Не рекомендована рутинная операция экстракции плода за тазовый конец [6, 8] ввиду высокого риска осложнений со стороны матери и плода [8, 9].
Уровень убедительности рекомендаций С (уровень достоверности доказательств - 5).
Комментарий: Исключение составляют острый дистресс-синдром плода, интранатальное кровотечение, угрожающее матери и плоду при наличии условий для выполнения экстракции плода за тазовый конец.
Рекомендовано завершить рождение плечевого пояса и головки в течение 3-5 мин, так как увеличение этого времени может приводить к развитию острой гипоксии и интранатальной гибели плода [6].
Уровень убедительности рекомендаций С (уровень достоверности доказательств - 5).
3.5 Ведение преждевременных родов в ТП плода
Рекомендовано решение о способе родоразрешения при преждевременных родах и ТП плода принимать консилиумом врачей на основе полной оценки клинической ситуации после обсуждения с пациенткой и её партнером [85].
Уровень убедительности рекомендаций В (уровень достоверности доказательств - 2).
Не рекомендовано родоразрешение путем операции КС при ТП плода в сроке 22-256 недель беременности [6].
Уровень убедительности рекомендаций С (уровень достоверности доказательств - 5).
Рекомендовано при выборе метода родоразрешения в недоношенном сроке беременности учитывать вид тазового предлежания, состояние плода, период родов.

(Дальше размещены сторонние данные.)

//! End-to-end `export` runs against the pilot study graph.

use std::fs;
use std::path::PathBuf;

use sdtm_cli::export::{ExportRequest, OutputFormat, run_export};
use sdtm_report::CsvOptions;
use sdtm_standards::StandardDomain;

fn pilot_graph() -> PathBuf {
    PathBuf::from(env!("CARGO_MANIFEST_DIR")).join("tests/data/pilot_study.json")
}

#[test]
fn writes_csv_and_json_named_after_the_domain() {
    let dir = tempfile::tempdir().unwrap();
    let request = ExportRequest::new(StandardDomain::Cm, pilot_graph(), dir.path());

    let result = run_export(&request).unwrap();

    assert_eq!(result.study, "S1");
    assert_eq!(result.domains.len(), 1);
    let summary = &result.domains[0];
    assert_eq!(summary.domain_code, "CM");
    assert_eq!(summary.records, 3);
    assert_eq!(summary.outputs.csv, Some(dir.path().join("cm.csv")));
    assert_eq!(summary.outputs.json, Some(dir.path().join("cm.json")));

    let csv = fs::read_to_string(dir.path().join("cm.csv")).unwrap();
    insta::assert_snapshot!(csv.trim_end(), @r"
    STUDYID,DOMAIN,USUBJID,CMSEQ,CMTRT,CMINDC,CMDOSE,CMDOSU,CMROUTE,CMSTDTC,CMENDTC
    PILOT01,CM,PILOT01-001,1,ASPIRIN,Prophylaxis,81,mg,ORAL,2023-11-02,
    PILOT01,CM,PILOT01-001,2,LISINOPRIL,Hypertension,10,mg,ORAL,2022,
    PILOT01,CM,PILOT01-002,1,METFORMIN,Type 2 diabetes,500,mg,ORAL,2021-06,
    ");

    let json: serde_json::Value =
        serde_json::from_slice(&fs::read(dir.path().join("cm.json")).unwrap()).unwrap();
    let group = &json["clinicalData"]["itemGroupData"]["IG.CM"];
    assert_eq!(group["records"], 3);
    assert_eq!(json["clinicalData"]["studyOID"], "S1");
}

#[test]
fn single_format_writes_one_file() {
    let dir = tempfile::tempdir().unwrap();
    let mut request = ExportRequest::new(StandardDomain::Ae, pilot_graph(), dir.path());
    request.formats = vec![OutputFormat::Json];
    request.json.study_oid = Some("STUDY.PILOT01".to_string());

    let result = run_export(&request).unwrap();

    assert_eq!(result.domains[0].outputs.csv, None);
    assert!(!dir.path().join("ae.csv").exists());
    let json: serde_json::Value =
        serde_json::from_slice(&fs::read(dir.path().join("ae.json")).unwrap()).unwrap();
    assert_eq!(json["clinicalData"]["studyOID"], "STUDY.PILOT01");
    assert_eq!(json["clinicalData"]["metaDataVersionOID"], "STUDY.PILOT01");
}

#[test]
fn output_directory_is_created() {
    let dir = tempfile::tempdir().unwrap();
    let output_dir = dir.path().join("out").join("sdtm");
    let mut request = ExportRequest::new(StandardDomain::Dm, pilot_graph(), &output_dir);
    request.formats = vec![OutputFormat::Csv];

    let result = run_export(&request).unwrap();

    assert_eq!(result.domains[0].records, 2);
    assert!(output_dir.join("dm.csv").is_file());
}

#[test]
fn transposing_many_records_fails_without_writing() {
    let dir = tempfile::tempdir().unwrap();
    let mut request = ExportRequest::new(StandardDomain::Dm, pilot_graph(), dir.path());
    request.formats = vec![OutputFormat::Csv];
    request.csv = CsvOptions::default().transposed();

    let error = run_export(&request).unwrap_err();

    assert!(format!("{error:#}").contains("exactly one record"), "{error:#}");
    assert!(!dir.path().join("dm.csv").exists());
}

#[test]
fn missing_graph_is_reported_with_its_path() {
    let dir = tempfile::tempdir().unwrap();
    let graph = dir.path().join("absent.json");
    let request = ExportRequest::new(StandardDomain::Cm, &graph, dir.path());

    let error = run_export(&request).unwrap_err();

    assert!(error.to_string().contains("load object graph"));
    assert!(error.to_string().contains("absent.json"));
}

#[test]
fn failed_render_writes_no_format() {
    let dir = tempfile::tempdir().unwrap();
    let mut request = ExportRequest::new(StandardDomain::Dm, pilot_graph(), dir.path());
    request.formats = vec![OutputFormat::Json, OutputFormat::Csv];
    request.csv = CsvOptions::default().transposed();

    let error = run_export(&request).unwrap_err();

    assert!(format!("{error:#}").contains("exactly one record"), "{error:#}");
    assert!(!dir.path().join("dm.json").exists());
    assert!(!dir.path().join("dm.csv").exists());
}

Для снижения перинатальной смертности и неонатальной заболеваемости рекомендовано в сроке 26-32 недели беременности отдавать предпочтение родоразрешению путем операции КС [86].

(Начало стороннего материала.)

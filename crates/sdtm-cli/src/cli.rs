//! CLI argument definitions for the SDTM exporter.

use std::path::PathBuf;

use clap::{Parser, Subcommand, ValueEnum};
use clap_verbosity_flag::{Verbosity, WarnLevel};
use colorchoice_clap::Color;

#[derive(Parser)]
#[command(
    name = "sdtm-export",
    version,
    about = "Export a study object graph to SDTM domain datasets",
    long_about = "Export hierarchical study data to flat SDTM domain datasets.\n\n\
                  Reads an object graph from JSON, walks it with a built-in domain\n\
                  definition (DM, AE, CM) and writes CSV and/or Dataset-JSON 1.0."
)]
pub struct Cli {
    #[command(subcommand)]
    pub command: Command,

    /// Adjust log verbosity (-v for info, -vv for debug, -q for errors only).
    #[command(flatten)]
    pub verbosity: Verbosity<WarnLevel>,

    /// Control ANSI color output (auto, always, never).
    #[command(flatten)]
    pub color: Color,

    /// Explicit log level (overrides -v/-q flags).
    #[arg(long = "log-level", value_enum, global = true)]
    pub log_level: Option<LogLevelArg>,

    /// Log output format (pretty for human, json for machine parsing).
    #[arg(
        long = "log-format",
        value_enum,
        default_value = "pretty",
        global = true
    )]
    pub log_format: LogFormatArg,

    /// Write logs to a file instead of stderr.
    #[arg(long = "log-file", value_name = "PATH", global = true)]
    pub log_file: Option<PathBuf>,

    /// Include record values in trace logs (they may contain subject data).
    #[arg(long = "log-data", global = true)]
    pub log_data: bool,
}

#[derive(Subcommand)]
pub enum Command {
    /// Export one domain from an object graph.
    Export(ExportArgs),

    /// List the built-in domains.
    Domains,
}

#[derive(Parser)]
pub struct ExportArgs {
    /// Domain code (DM, AE, CM), case-insensitive.
    #[arg(value_name = "DOMAIN")]
    pub domain: String,

    /// JSON document holding the object graph, rooted at the study.
    #[arg(value_name = "GRAPH_JSON")]
    pub graph: PathBuf,

    /// Output directory (default: `output/` next to the graph file).
    #[arg(long = "output-dir", value_name = "DIR")]
    pub output_dir: Option<PathBuf>,

    /// Output format to generate.
    #[arg(long = "format", value_enum, default_value = "both")]
    pub format: OutputFormatArg,

    /// Order of child collections before sequence numbers are assigned.
    #[arg(long = "child-order", value_enum, default_value = "store")]
    pub child_order: ChildOrderArg,

    /// Write the CSV as Name,Value,Description lines (single-record exports only).
    #[arg(long = "transpose")]
    pub transpose: bool,

    /// Single-cell line written above the CSV header.
    #[arg(long = "disclaimer", value_name = "TEXT")]
    pub disclaimer: Option<String>,

    /// Pretty-print Dataset-JSON output.
    #[arg(long = "pretty")]
    pub pretty: bool,

    /// Study OID for Dataset-JSON (default: the root identity).
    #[arg(long = "study-oid", value_name = "OID")]
    pub study_oid: Option<String>,
}

#[derive(Clone, Copy, ValueEnum)]
pub enum OutputFormatArg {
    Csv,
    Json,
    Both,
}

#[derive(Clone, Copy, ValueEnum)]
pub enum ChildOrderArg {
    /// Keep the order of the input document.
    Store,
    /// Sort siblings by identity.
    Identity,
}

/// CLI log level choices.
#[derive(Clone, Copy, ValueEnum)]
pub enum LogLevelArg {
    Error,
    Warn,
    Info,
    Debug,
    Trace,
}

/// CLI log format choices.
#[derive(Clone, Copy, ValueEnum)]
pub enum LogFormatArg {
    Pretty,
    Compact,
    Json,
}
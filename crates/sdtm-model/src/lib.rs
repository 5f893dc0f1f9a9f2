//! Data model for declarative SDTM exports.
//!
//! - [`Variable`]: the closed set of output columns of one domain
//! - [`Value`]: raw values produced by visitors
//! - [`PartialRecord`] / [`FlatRecord`]: per-level contributions and complete rows
//! - [`error`]: configuration, traversal and serialization errors

pub mod error;
pub mod ids;
pub mod lookup;
pub mod record;
pub mod value;
pub mod variable;

pub use error::{
    ConfigurationError, ExportError, Result, SerializationError, TraversalError,
};
pub use ids::{DomainCode, ObjectId};
pub use lookup::VariableLookup;
pub use record::{FlatRecord, PartialRecord};
pub use value::Value;
pub use variable::{Variable, VariableSpec, VariableType};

Уровень убедительности рекомендаций С (уровень достоверности доказательств - 4).
Комментарии: Адекватных исследований высокого качества относительно родоразрешения при тазовом предлежании в недоношенном сроке беременности в настоящее время нет, частота неблагоприятных исходов для плода в первую очередь определяется недоношенностью, независимо от метода родоразрешения [6]. Особенно высока частота неблагоприятных исходов при родах в тазовом предлежании в сроке 25-28 недель [87].
При ведении родов через естественные родовые пути с ТП плода врачу-акушеру-гинекологу рекомендовано учитывать следующие факторы, оказывающие неблагоприятное влияние на исход преждевременных родов: ожирение матери, курение, врожденные аномалии, ПРПО, маловодие, эпидуральная анестезия, ЗРП [88].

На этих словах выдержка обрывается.